Quali implicazioni hanno questi sviluppi per il nostro Paese? Essenzialmente due. Come maggiore beneficiaria dei fondi Ue per la ripresa e la resilienza, l’Italia deve innanzitutto confermare di essere credibile e capace di innovare. Su questo, a Porto sono state apprezzate le misure del PNRR (Piano Nazionale di Ripresa e Resilienza) illustrate da Draghi, nonché la sua determinazione a ridurre le diseguaglianze e a «non lasciare nessuno indietro». La seconda sfida è quella di appoggiare e orientare le priorità europee. Alcuni Paesi hanno sollevato riserve sulle ambizioni della Commissione; Angela Merkel non è andata a Porto né si è ufficialmente espressa da remoto sull’agenda sociale. Per fortuna c’erano Macron, Sanchez e Draghi, che hanno difeso il Piano e proposto alcuni miglioramenti.
Il premier italiano ha abbozzato la visione di un welfare «multi-livello» (Ue e Stati membri), in cui le politiche nazionali siano guidate da principi e obiettivi comuni e l’Europa svolga un concreto ruolo di complemento, anche finanziario. Draghi si è soffermato in particolare sulle cosiddette «garanzie sociali», ossia pacchetti di sostegni pubblici distribuiti lungo il ciclo di vita e volti a proteggere/capacitare le persone. La Ue già co-finanzia la garanzia giovani (che in Italia è riuscita a intercettare e assistere un milione e mezzo di Neet). A monte, andrebbe ora introdotto uno schema simile per i bambini, volto a tutelarli contro la povertà, compresa quella educativa. Draghi ha perciò chiesto una rapida approvazione della Child Guarantee, una proposta di Raccomandazione già sul tavolo della Commissione. Il Pnrr prevede dal canto suo una originale «garanzia per l’occupabilità dei lavoratori» (Gol), verso cui confluirebbero gli attuali i trasferimenti, le politiche attive per l’impiego e per la formazione. Qui Draghi ha avanzato la proposta più ambiziosa: rendere permanente il fondo Sure, che concede prestiti dedicati per sostenere l’occupazione (nell’ultimo anno l’Italia ha ricevuto più di 25 miliardi da Sure per co-finanziare la Cassa integrazione Covid).

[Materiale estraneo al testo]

//! Fuzz Test - Compares the leaderboard against a reference implementation.
//!
//! Uses a naive but obviously correct ranking to verify the real one
//! produces identical results on random libraries.

use bookgame::{rank_with, Book, RankingRules, Standing};
use rand::prelude::*;
use rand_chacha::ChaCha8Rng;
use std::collections::{BTreeMap, BTreeSet};

/// Simple reference ranking
fn reference_rank(books: &[Book], size: usize, points: u32) -> Vec<(String, u32)> {
    let mut scores: BTreeMap<String, u32> = BTreeMap::new();

    for book in books {
        if !book.is_complete() {
            continue;
        }
        let contributors: BTreeSet<String> =
            book.lines().values().map(|l| l.player.clone()).collect();
        for player in contributors {
            *scores.entry(player).or_default() += points;
        }
    }

    let mut ordered: Vec<(String, u32)> = scores.into_iter().collect();
    // Stable sort on score keeps the BTreeMap's alphabetical order for ties
    ordered.sort_by(|a, b| b.1.cmp(&a.1));

    let mut kept = Vec::new();
    for (position, entry) in ordered.into_iter().enumerate() {
        if position < size {
            kept.push(entry);
        } else if kept.last().map(|last: &(String, u32)| last.1) == Some(entry.1) {
            kept.push(entry);
        } else {
            break;
        }
    }
    kept
}

fn random_library(rng: &mut ChaCha8Rng) -> Vec<Book> {
    let players: Vec<String> = (0..rng.gen_range(1..15)).map(|i| format!("p{:02}", i)).collect();
    let capacity = rng.gen_range(1..7);

    (0..rng.gen_range(0..40))
        .map(|i| {
            let mut book = Book::with_capacity(format!("b{}", i), capacity);
            for _ in 0..rng.gen_range(0..=capacity) {
                let player = &players[rng.gen_range(0..players.len())];
                book.add_line("x", player.as_str());
            }
            book
        })
        .collect()
}

#[test]
fn test_fuzz_against_reference() {
    let mut rng = ChaCha8Rng::seed_from_u64(0x5EED);

    for iteration in 0..2_000 {
        let books = random_library(&mut rng);
        let rules = RankingRules {
            size: rng.gen_range(1..8),
            points_per_book: rng.gen_range(1..20),
        };

        let actual: Vec<(String, u32)> = rank_with(&books, rules)
            .into_iter()
            .map(|Standing { player, score }| (player, score))
            .collect();
        let expected = reference_rank(&books, rules.size, rules.points_per_book);

        assert_eq!(actual, expected, "Mismatch at iteration {} with {:?}", iteration, rules);
    }
}

#[test]
fn test_scores_are_multiples_of_points() {
    let mut rng = ChaCha8Rng::seed_from_u64(7);

    for _ in 0..200 {
        let books = random_library(&mut rng);
        let complete = books.iter().filter(|b| b.is_complete()).count() as u32;
        let rules = RankingRules::default();

        for standing in rank_with(&books, rules) {
            assert_eq!(standing.score % rules.points_per_book, 0);
            assert!(standing.score <= complete * rules.points_per_book);
        }
    }
}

Il successo della Conferenza sul futuro dell’Europa dpende dalla concretezza di temi, dibattiti e proposte. E anche da semplici informazioni: quanti cittadini hanno sentito parlare di Sure? In un webinar che si è tenuto alla Fondazione Feltrinelli di Milano, alcuni fra i principali esperti di studi europei hanno riflettuto su «L’Europa al limite». Una bella metafora, che si può illustrare così: la pandemia ha aperto un piccolo varco su un percorso di integrazione solidale che sembrava precluso solo due anni fa. Ai Paesi e ai cittadini europei spetta ora una delicata decisione. Possiamo chiudere il varco e restare al di qua del limite, oppure procedere oltre, cercando equilibri più avanzati di sovranità condivisa. Se la Conferenza presterà a questo bivio l’attenzione che merita, fra un anno avremo capito che strada ci conviene imboccare.
Questo articolo è stato pubblicato sul Corriere della Sera dello scorso 8 maggio 2021 ed è qui riprodotto previo consenso dell’autore.